Mendocino Humboldt Redwood Company, LLC


My Word: EPIC urges backing for MRC’s Palco plan by Sam Johnston of the Environmental Protection Information Center (EPIC)

By Sam Johnston
For the Times-Standard
April 5, 2008

The Environmental Protection Information Center (EPIC) has battled Pacific Lumber since the venerable North Coast timber company’s takeover by the Texas-based Maxxam Corp. led to the rapacious logging of Humboldt’s ancient redwood forests.

Today, with PL in bankruptcy court, we face momentous choices that will shape the future of the region. EPIC supports the plan by Marathon Finance and Mendocino Redwood Co. (MRC) as offering the best hope for moving into a new era of responsible stewardship.

Former Gov. Pete Wilson’s recent My Word column claims that the plan to auction off PL’s timberlands promoted by his clients — institutional investors whose debt is secured by the land — is the best plan for reorganization. However, the entrance of Pete Wilson should give pause to those who might support the auction plan.

To the extent that he has relevant experience with these issues, Wilson’s record consists of his complicity in allowing Maxxam’s liquidation plans to proceed for the eight years he was governor.
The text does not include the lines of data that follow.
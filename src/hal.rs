//! Hardware collaborators the scheduler core assumes but does not implement:
//! interrupt disable/enable, the context-switch mechanism, page allocation
//! for thread control blocks, and recovery of the running thread's stack
//! base. Everything above this module is pure logic; everything in this
//! module talks to the CPU.
//!
//! Grounded on the teacher's `task/context.rs` (the timer ISR trampoline
//! and `InterruptFrame` layout) and its `x86_64`/interrupt-disable calls
//! scattered through `serial.rs`/`console.rs`. The difference from the
//! teacher: the teacher only ever re-enters the scheduler from the real
//! timer interrupt. A thread that blocks voluntarily (semaphore down, lock
//! acquire, sleep) needs to invoke the scheduler *immediately*, not wait for
//! the next tick — so this module adds a second, software-triggered
//! interrupt (`int 0x81`) that funnels into the exact same save/restore
//! trampoline the timer uses. One mechanism, two triggers.

use alloc::alloc::{alloc_zeroed, dealloc, Layout};
use core::ptr::NonNull;
use core::sync::atomic::{AtomicU8, Ordering};

pub const PAGE_SIZE: usize = 4096;

/// CPU state saved/restored across a context switch. Field order matches
/// the push/pop order in the assembly trampoline below.
#[repr(C)]
pub struct InterruptFrame {
    pub r15: u64,
    pub r14: u64,
    pub r13: u64,
    pub r12: u64,
    pub r11: u64,
    pub r10: u64,
    pub r9: u64,
    pub r8: u64,
    pub rbp: u64,
    pub rdi: u64,
    pub rsi: u64,
    pub rdx: u64,
    pub rcx: u64,
    pub rbx: u64,
    pub rax: u64,
    // Pushed by the CPU on interrupt entry.
    pub rip: u64,
    pub cs: u64,
    pub rflags: u64,
    pub rsp: u64,
    pub ss: u64,
}

/// Vector used for the software reschedule trap. Chosen well clear of the
/// PIC's remapped 32-47 range and the CPU exception range 0-31.
pub const RESCHED_VECTOR: u8 = 0x81;

pub fn timer_isr_addr() -> u64 {
    extern "C" {
        fn timer_isr();
    }
    timer_isr as *const () as u64
}

pub fn resched_isr_addr() -> u64 {
    extern "C" {
        fn resched_isr();
    }
    resched_isr as *const () as u64
}

// 1 while executing inside either trampoline below, 0 otherwise. Single CPU,
// so a plain byte flag (not even atomic in the hardware sense) suffices;
// kept as an AtomicU8 for the documented access pattern.
static IN_INTERRUPT: AtomicU8 = AtomicU8::new(0);

pub fn in_intr_context() -> bool {
    IN_INTERRUPT.load(Ordering::Relaxed) != 0
}

macro_rules! isr_trampoline {
    ($label:literal, $handler:literal) => {
        core::arch::global_asm!(
            concat!(".global ", $label),
            concat!($label, ":"),
            "push rax",
            "push rbx",
            "push rcx",
            "push rdx",
            "push rsi",
            "push rdi",
            "push rbp",
            "push r8",
            "push r9",
            "push r10",
            "push r11",
            "push r12",
            "push r13",
            "push r14",
            "push r15",
            "mov rdi, rsp",
            "cld",
            "mov byte ptr [rip + IN_INTERRUPT], 1",
            concat!("call ", $handler),
            "mov byte ptr [rip + IN_INTERRUPT], 0",
            "mov rsp, rax",
            "pop r15",
            "pop r14",
            "pop r13",
            "pop r12",
            "pop r11",
            "pop r10",
            "pop r9",
            "pop r8",
            "pop rbp",
            "pop rdi",
            "pop rsi",
            "pop rdx",
            "pop rcx",
            "pop rbx",
            "pop rax",
            "iretq",
        );
    };
}

isr_trampoline!("timer_isr", "hal_timer_entry");
isr_trampoline!("resched_isr", "hal_resched_entry");

/// Called from the raw timer ISR. Ticks the timer facility, sweeps the
/// sleep queue, and asks the scheduler whether the slice expired.
#[no_mangle]
extern "C" fn hal_timer_entry(frame: *mut InterruptFrame) -> *mut InterruptFrame {
    crate::interrupts::on_timer_irq();
    crate::timer::on_tick();
    crate::thread::scheduler::on_tick_return(frame)
}

/// Called from the software reschedule trap. Always asks the scheduler to
/// pick a thread to run, unconditionally.
#[no_mangle]
extern "C" fn hal_resched_entry(frame: *mut InterruptFrame) -> *mut InterruptFrame {
    crate::thread::scheduler::schedule_from_interrupt(frame)
}

/// Triggers an immediate reschedule. This is the concrete form of the
/// required `context_switch` collaborator: the core never picks an
/// explicit (out, in) pair itself, it asks the CPU to re-enter the same
/// trampoline the timer uses, and `schedule()` (running inside that
/// trampoline, interrupts already disabled by hardware) does the picking.
#[inline]
pub fn request_switch() {
    unsafe {
        core::arch::asm!("int {vec}", vec = const RESCHED_VECTOR, options(nostack));
    }
}

/// Opaque prior interrupt level, as required by `intr_restore`.
#[derive(Clone, Copy)]
pub struct IntrLevel(bool);

impl IntrLevel {
    pub fn is_enabled(&self) -> bool {
        self.0
    }
}

pub fn intr_get_level() -> IntrLevel {
    IntrLevel(x86_64::instructions::interrupts::are_enabled())
}

/// Disables interrupts, returning the level to later restore.
pub fn intr_disable() -> IntrLevel {
    let level = intr_get_level();
    x86_64::instructions::interrupts::disable();
    level
}

pub fn intr_restore(level: IntrLevel) {
    if level.0 {
        x86_64::instructions::interrupts::enable();
    }
}

/// RAII guard: disables interrupts on construction, restores the prior
/// level on drop. The "guard object" of the design notes — scheduler
/// globals should only be touched while one of these is alive.
pub struct IntrGuard(IntrLevel);

impl IntrGuard {
    pub fn acquire() -> Self {
        IntrGuard(intr_disable())
    }
}

impl Drop for IntrGuard {
    fn drop(&mut self) {
        intr_restore(self.0);
    }
}

/// A cell reachable only while the caller holds an `IntrGuard`. This is the
/// "all scheduler globals reachable only through functions that take such a
/// guard by reference" design note made concrete: no locking, because the
/// only contender on a single CPU is an interrupt handler, and interrupts
/// are off for the guard's whole lifetime.
pub struct Guarded<T> {
    inner: core::cell::UnsafeCell<Option<T>>,
}

unsafe impl<T> Sync for Guarded<T> {}

impl<T> Guarded<T> {
    pub const fn new() -> Self {
        Guarded { inner: core::cell::UnsafeCell::new(None) }
    }

    pub fn init(&self, value: T) {
        unsafe { *self.inner.get() = Some(value) };
    }

    /// Borrowing requires proof (the guard reference) that interrupts are
    /// disabled for as long as the borrow lives.
    pub fn get<'a>(&'a self, _guard: &'a IntrGuard) -> &'a mut T {
        unsafe { (*self.inner.get()).as_mut().expect("Guarded<T> used before init") }
    }
}

/// Allocates a zeroed, page-aligned page for a TCB + kernel stack.
pub fn alloc_page() -> Option<NonNull<u8>> {
    let layout = Layout::from_size_align(PAGE_SIZE, PAGE_SIZE).unwrap();
    let ptr = unsafe { alloc_zeroed(layout) };
    NonNull::new(ptr)
}

/// # Safety
/// `page` must have come from `alloc_page` and must not still be in use as
/// a running thread's stack.
pub unsafe fn free_page(page: NonNull<u8>) {
    let layout = Layout::from_size_align(PAGE_SIZE, PAGE_SIZE).unwrap();
    dealloc(page.as_ptr(), layout);
}

/// Recovers the page-aligned base of the page `rsp` currently points into.
/// For a thread running on a single `PAGE_SIZE` stack (everything
/// `thread::create` spawns), that's where its TCB lives; `thread::current`
/// is the one place that interprets the result, including the one thread
/// that isn't stack-and-TCB-co-located this way. The single isolated
/// unsafe primitive for identity recovery the design notes call for —
/// everything above this calls `thread::current()`, never this directly.
#[inline]
pub fn current_stack_base() -> NonNull<u8> {
    let rsp: u64;
    unsafe {
        core::arch::asm!("mov {}, rsp", out(reg) rsp, options(nomem, nostack, preserves_flags));
    }
    let base = rsp & !((PAGE_SIZE as u64) - 1);
    unsafe { NonNull::new_unchecked(base as *mut u8) }
}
The noteholders’ plan to auction off the timberlands is fraught with risks. An auction may expose prime timberland to development or continued abusive management practices well below the level of protection promised by the noteholders’ competitor, Marathon-MRC. Maxxam or another corporate raider could acquire these timberlands in an auction, and burden the resources once again with huge debt.

Wilson’s unsupported assertion that the Marathon-MRC
plan relies on an undervaluation of the PL timberlands underscores this problem. The noteholders invested in Maxxam’s high-risk plans because they wanted to extract high returns. By insisting on maximum possible payoff, however, they are “out-Hurwitzing Hurwitz.”

The net effect will be to pile even more unsustainable debt on the land, ensuring endless pressure to overcut the forest. Indeed, Wilson’s lip-service to the inadequate Habitat Conservation Plan negotiated on his watch suggests that protection of clean water and functional habitat is not a priority for Wilson’s clients.

These considerations make certain that the noteholders’ plan is extremely ill-suited to resolve these long-standing controversies once and for all.

Furthermore, contrary to Wilson’s claim that the noteholders’ plan “will not dismember the company,” the auction plan only identifies the Scotia Pacific debt, leaving PL — the company that runs the mill, hires the workers and sells lumber and forest products — twisting in the wind, still subject to foreclosure.

The timberlands and mill must be managed as a single, sustainable operation, accountable in some measure to the local community. One of the core principles of community forestry is the idea that the whole human community has a long-term stake in the operation.

The MRC plan for PL’s reorganization comes closer to implementing that principle than any other proposed plan before the court. MRC has pledged to keep Pacific Lumber’s Scotia mill operating and has an impressive lumber marketing plan, at a time when falling redwood prices pose a challenge to any large-scale timber operation.

The noteholders’ plan, by contrast, falls short on detail as to how it will employ local workers and keep the local timber economy vibrant. We can’t count on Pete Wilson’s empty promises to prevent any number of unacceptable outcomes from occurring, particularly when there is a better alternative available — the MRC plan.

There is broad agreement across many constituencies that breaking off the lumber and milling operation from the forest resources operation would have serious adverse consequences to timber jobs and the local timber economy, and would increase the likelihood of timberland conversion for development. We need to resist this and protect the North Coast timber economy against development pressures.

The MRC plan would not only accomplish the removal of Charles Hurwitz and his Maxxam Corp. from Humboldt County, but would also terminate the Maxxam-style liquidation logging that has plagued the community all these years.

The Marathon-MRC plan for PL’s reorganization is the one that deserves the support of the public and confirmation by the bankruptcy court.